PROMPT – The reply should consist of the entire listing, word for word.
━━━━━━━━━━━━━━━━
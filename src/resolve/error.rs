// Resolver errors
//
//  Copyright (C) 2024 wixrs contributors.
//
//  This file is part of wixrs.
//
//  This program is free software: you can redistribute it and/or modify
//  it under the terms of the GNU General Public License as published by
//  the Free Software Foundation, either version 3 of the License, or
//  (at your option) any later version.
//
//  This program is distributed in the hope that it will be useful,
//  but WITHOUT ANY WARRANTY; without even the implied warranty of
//  MERCHANTABILITY or FITNESS FOR A PARTICULAR PURPOSE.  See the
//  GNU General Public License for more details.
//
//  You should have received a copy of the GNU General Public License
//  along with this program.  If not, see <http://www.gnu.org/licenses/>.

use crate::diagnose::{Annotate, AnnotatedSpan, Diagnostic, MessageCode};
use crate::ir::IntermediateLevel;
use crate::span::Span;
use thiserror::Error;

#[derive(Debug, Clone, PartialEq, Eq, Error)]
pub enum ResolveError {
    #[error("intermediate `{id}` is {level}; only linked intermediates can be resolved")]
    InvalidIntermediateLevel {
        id: String,
        level: IntermediateLevel,
    },

    #[error("unknown variable `!({name})`")]
    UnknownVariable { span: Option<Span>, name: String },

    #[error("duplicate localized string `{id}` for culture `{culture}`")]
    DuplicateLocalizedString {
        span: Option<Span>,
        first: Option<Span>,
        culture: String,
        id: String,
    },

    #[error("invalid variable syntax in `{text}`: {reason}")]
    BadSyntax {
        span: Option<Span>,
        text: String,
        reason: &'static str,
    },

    #[error("localized control `{key}` does not exist")]
    LocalizedControlMissing { span: Option<Span>, key: String },

    #[error("duplicate localized control `{key}` for culture `{culture}`")]
    DuplicateLocalizedControl {
        span: Option<Span>,
        first: Option<Span>,
        culture: String,
        key: String,
    },
}

impl Diagnostic for ResolveError {
    fn code(&self) -> MessageCode {
        use ResolveError::*;

        MessageCode(match self {
            InvalidIntermediateLevel { .. } => 95,
            UnknownVariable { .. } => 100,
            DuplicateLocalizedString { .. } => 101,
            BadSyntax { .. } => 102,
            LocalizedControlMissing { .. } => 103,
            DuplicateLocalizedControl { .. } => 104,
        })
    }

    fn describe(&self) -> Vec<AnnotatedSpan> {
        use ResolveError::*;

        match self {
            InvalidIntermediateLevel { .. } => vec![],

            UnknownVariable { span, name } => {
                let help = match name.split_once('.') {
                    Some(("loc", _)) => {
                        "define this string in a localization file"
                    }
                    _ => "define this variable or provide a default with `=`",
                };

                span.as_ref().error("used here").with_help(help).into()
            }

            DuplicateLocalizedString { span, first, .. }
            | DuplicateLocalizedControl { span, first, .. } => vec![
                span.as_ref().error("duplicate definition"),
                first.as_ref().note("first defined here"),
            ],

            BadSyntax { span, .. } => span.as_ref().mark_error().into(),

            LocalizedControlMissing { span, .. } => span
                .as_ref()
                .error("localized here")
                .with_help("no dialog or control with this name was linked")
                .into(),
        }
    }
}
━━━━━━━━━━━━━━━━
ANSWER FOR THIS EXERCISE –
filename src/resolve/error.rs
// Resolver errors
//
//  Copyright (C) 2024 wixrs contributors.
//
//  This file is part of wixrs.
//
//  This program is free software: you can redistribute it and/or modify
//  it under the terms of the GNU General Public License as published by
//  the Free Software Foundation, either version 3 of the License, or
//  (at your option) any later version.
//
//  This program is distributed in the hope that it will be useful,
//  but WITHOUT ANY WARRANTY; without even the implied warranty of
//  MERCHANTABILITY or FITNESS FOR A PARTICULAR PURPOSE.  See the
//  GNU General Public License for more details.
//
//  You should have received a copy of the GNU General Public License
//  along with this program.  If not, see <http://www.gnu.org/licenses/>.

use crate::diagnose::{Annotate, AnnotatedSpan, Diagnostic, MessageCode};
use crate::ir::IntermediateLevel;
use crate::span::Span;
use thiserror::Error;

#[derive(Debug, Clone, PartialEq, Eq, Error)]
pub enum ResolveError {
    #[error("intermediate `{id}` is {level}; only linked intermediates can be resolved")]
    InvalidIntermediateLevel {
        id: String,
        level: IntermediateLevel,
    },

    #[error("unknown variable `!({name})`")]
    UnknownVariable { span: Option<Span>, name: String },

    #[error("duplicate localized string `{id}` for culture `{culture}`")]
    DuplicateLocalizedString {
        span: Option<Span>,
        first: Option<Span>,
        culture: String,
        id: String,
    },

    #[error("invalid variable syntax in `{text}`: {reason}")]
    BadSyntax {
        span: Option<Span>,
        text: String,
        reason: &'static str,
    },

    #[error("localized control `{key}` does not exist")]
    LocalizedControlMissing { span: Option<Span>, key: String },

    #[error("duplicate localized control `{key}` for culture `{culture}`")]
    DuplicateLocalizedControl {
        span: Option<Span>,
        first: Option<Span>,
        culture: String,
        key: String,
    },
}

impl Diagnostic for ResolveError {
    fn code(&self) -> MessageCode {
        use ResolveError::*;

        MessageCode(match self {
            InvalidIntermediateLevel { .. } => 95,
            UnknownVariable { .. } => 100,
            DuplicateLocalizedString { .. } => 101,
            BadSyntax { .. } => 102,
            LocalizedControlMissing { .. } => 103,
            DuplicateLocalizedControl { .. } => 104,
        })
    }

    fn describe(&self) -> Vec<AnnotatedSpan> {
        use ResolveError::*;

        match self {
            InvalidIntermediateLevel { .. } => vec![],

            UnknownVariable { span, name } => {
                let help = match name.split_once('.') {
                    Some(("loc", _)) => {
                        "define this string in a localization file"
                    }
                    _ => "define this variable or provide a default with `=`",
                };

                span.as_ref().error("used here").with_help(help).into()
            }

            DuplicateLocalizedString { span, first, .. }
            | DuplicateLocalizedControl { span, first, .. } => vec![
                span.as_ref().error("duplicate definition"),
                first.as_ref().note("first defined here"),
            ],

            BadSyntax { span, .. } => span.as_ref().mark_error().into(),

            LocalizedControlMissing { span, .. } => span
                .as_ref()
                .error("localized here")
                .with_help("no dialog or control with this name was linked")
                .into(),
        }
    }
}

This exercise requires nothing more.